Autoantibodies to double stranded deoxyribose nucleic acid (dsDNA) are relatively specific for systemic lupus erythematosus (SLE) and are implicated in disease pathogenesis. Certain anti-DNA autoantibodies have been shown to penetrate cells and localize to the cell nucleus. Cellular penetration by anti-DNA antibodies was initially demonstrated in peripheral blood T-lymphocytes (see, for example, Okudaira, et al., in Arthritis Rheum. 30:669 (1987) and Alarcon-Segovia, et al., in Clin. exp. Immunol. 35:364 (1979)) and, subsequently, was shown to affect their function (see, for example, Okudaira, et al., supra, Alarcon-Segovia, et al., in J. Immunol. 122:1855 (1979), Alarcon-Segovia, et al., in Clin. Immunol. Immunopath. 23:22 (1982), Alarcon-Segovia and Llorente in Clin. exp. Immunol. 52:365 (1983), and Alarcon-Segovia, in Clinics in Immunology and Allergy 1:117 (1981)).
In some studies, antibody penetration was thought to be mediated by Fc receptors (see, for example, Llerena, et al., in Immunology 43:249 (1981) and Alarcon-Segovia, et al., in Nature 271:67 (1978)). For other anti-DNA antibodies, cellular penetration and translocation to the cell nucleus was thought to require the presence of DNA (see, for example, Okudaira, et al., supra). More recently, penetration of anti-DNA antibodies has been demonstrated in mesangial cells (Vlahakos, et al., in T. Am. Soc. Nephrol. 2(8):1345 (1992)). Anti-DNA antibodies have been shown to enter the nucleus of cultured mesangial and hepatoma cells in a time and temperature dependent manner (Yanase, et al., in Lab. Invest. 71:52 (1994).

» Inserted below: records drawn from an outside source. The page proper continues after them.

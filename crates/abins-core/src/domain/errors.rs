use std::error::Error;
use std::fmt::{Display, Formatter};

pub type AbinsResult<T> = Result<T, AbinsError>;
pub type ComputeResult<T> = AbinsResult<T>;
pub type ParserResult<T> = AbinsResult<T>;

#[derive(Debug, Clone, Copy, PartialEq, Eq, Hash)]
pub enum AbinsErrorCategory {
    InvalidArgument,
    IoSystem,
    Computation,
    Internal,
}

impl AbinsErrorCategory {
    pub const fn exit_code(self) -> i32 {
        match self {
            Self::InvalidArgument => 2,
            Self::IoSystem => 3,
            Self::Computation => 4,
            Self::Internal => 5,
        }
    }

    pub const fn as_str(self) -> &'static str {
        match self {
            Self::InvalidArgument => "InvalidArgument",
            Self::IoSystem => "IoSystemError",
            Self::Computation => "ComputationError",
            Self::Internal => "InternalError",
        }
    }
}

#[derive(Debug, Clone, PartialEq, Eq)]
pub struct AbinsError {
    category: AbinsErrorCategory,
    placeholder: &'static str,
    message: String,
}

impl AbinsError {
    pub fn new(
        category: AbinsErrorCategory,
        placeholder: &'static str,
        message: impl Into<String>,
    ) -> Self {
        Self {
            category,
            placeholder,
            message: message.into(),
        }
    }

    pub fn invalid_argument(placeholder: &'static str, message: impl Into<String>) -> Self {
        Self::new(AbinsErrorCategory::InvalidArgument, placeholder, message)
    }

    pub fn io_system(placeholder: &'static str, message: impl Into<String>) -> Self {
        Self::new(AbinsErrorCategory::IoSystem, placeholder, message)
    }

    pub fn computation(placeholder: &'static str, message: impl Into<String>) -> Self {
        Self::new(AbinsErrorCategory::Computation, placeholder, message)
    }

    pub fn internal(placeholder: &'static str, message: impl Into<String>) -> Self {
        Self::new(AbinsErrorCategory::Internal, placeholder, message)
    }

    pub const fn category(&self) -> AbinsErrorCategory {
        self.category
    }

    pub const fn placeholder(&self) -> &'static str {
        self.placeholder
    }

    pub fn message(&self) -> &str {
        &self.message
    }

    pub const fn exit_code(&self) -> i32 {
        self.category.exit_code()
    }

    pub fn diagnostic_line(&self) -> String {
        format!("ERROR: [{}] {}", self.placeholder, self.message)
    }

    pub fn fatal_exit_line(&self) -> String {
        format!("FATAL EXIT CODE: {}", self.exit_code())
    }
}

impl Display for AbinsError {
    fn fmt(&self, f: &mut Formatter<'_>) -> std::fmt::Result {
        write!(
            f,
            "{} [{}] {}",
            self.category.as_str(),
            self.placeholder,
            self.message
        )
    }
}

impl Error for AbinsError {}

There are multiple mechanisms by which anti-DNA antibodies are thought to penetrate cells. Indeed, different antibodies may use different pathways. Since some anti-DNA antibodies have been shown to bind membrane proteins cross reactive with DNA, these proteins may be instrumental in cellular penetration (see, for example, Brentjens and Andres in Kidney International 35:954 (1989), Raz, et al., J. Immunol. 142:3076 (1989), Madaio, et al., in J. Immunol. 138:2883 (1987), Faaber, et al., in J. Clin. Invest. 77:1824 (1986), Ben-Chetrit, et al., in Clin. exp. Immunol. 60:159 (1985), Jacob, et al., in Proc. Natl. Acad. Sci. USA 81:3843 (1984), Jacob, et al., in Proc. Natl. Acad. Sci. USA 86:4669.4669 (1989), Raz, et al., in Eur. J. Immunol. 23:383.383 (1993), and Jacob, et al., in J. Clin. Invest. 75:315 (1985)). In other cases, DNA binding proteins usually thought of as intracellular have been described in association with the membrane of some cells (see, for example, Bennett, et al., in J. Clin. Invest. 76:2182 (1985) and Refeneider, et al., in Clin. Immunol. Immunopath. 63:245 (1992)). Anti-DNA antibodies could form complexes with these proteins through their mutual binding to DNA.

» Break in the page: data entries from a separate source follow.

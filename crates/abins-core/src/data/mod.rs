mod atoms;
mod dw_crystal;
mod k_points;
pub mod loader;

pub use atoms::{AtomData, AtomsData};
pub use dw_crystal::{DwCrystalData, DwTensor};
pub use k_points::{DisplacementVector, KpointsData};
pub use loader::{
    FrequencyUnit, load_phonon_document, parse_phonon_document, render_phonon_document,
};

use crate::domain::{AbinsError, AbinsResult};

/// Parsed output of a phonon calculation for one crystal.
#[derive(Debug, Clone, PartialEq)]
pub struct AbinsData {
    k_points_data: KpointsData,
    atoms_data: AtomsData,
}

impl AbinsData {
    pub fn new(k_points_data: KpointsData, atoms_data: AtomsData) -> AbinsResult<Self> {
        if atoms_data.len() != k_points_data.num_atoms() {
            return Err(AbinsError::invalid_argument(
                "INPUT.ABINS_DATA",
                format!(
                    "atoms data describes {} atoms but displacements cover {}",
                    atoms_data.len(),
                    k_points_data.num_atoms()
                ),
            ));
        }

        Ok(Self {
            k_points_data,
            atoms_data,
        })
    }

    pub fn k_points_data(&self) -> &KpointsData {
        &self.k_points_data
    }

    pub fn atoms_data(&self) -> &AtomsData {
        &self.atoms_data
    }

    pub fn with_k_points_data(&self, k_points_data: KpointsData) -> AbinsResult<Self> {
        Self::new(k_points_data, self.atoms_data.clone())
    }

    pub fn with_atoms_data(&self, atoms_data: AtomsData) -> AbinsResult<Self> {
        Self::new(self.k_points_data.clone(), atoms_data)
    }
}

For additional background information, see U.S. Pat. No. 4,812,397 and “DNA Mimics a Self-Protein That May Be a Target for Some Anti-DNA Antibodies in Systemic Lupus Erythematosus”, Journal Of Immunology, pages 1987–1994 (Feb. 15, 1995), the contents of each of which are hereby incorporated by reference in their entirety.
Mutations in the p53 tumor suppressor protein are a frequent cause of cancer. Methods to regulate and restore the function of p53 are promising approaches to the treatment of cancer. Restoring p53 function by delivering functional p53 into cancer cells and delivering p53 peptides have been investigated in several studies. Various delivery vehicles have been used to deliver p53 and p53 peptides into cancer cells for restoration of p53 function. These include VP 22, a herpes simplex virus 1 protein (15,16), and the third alpha helix of Antennapedia homeodomain (8). The potential disadvantage of these vectors is that they are foreign proteins that may be immunogenic in humans.
In view of the availability of antibodies which are capable of penetrating cells, it would be desirable to selectively utilize such cell penetrating properties for the directed manipulation of biological materials.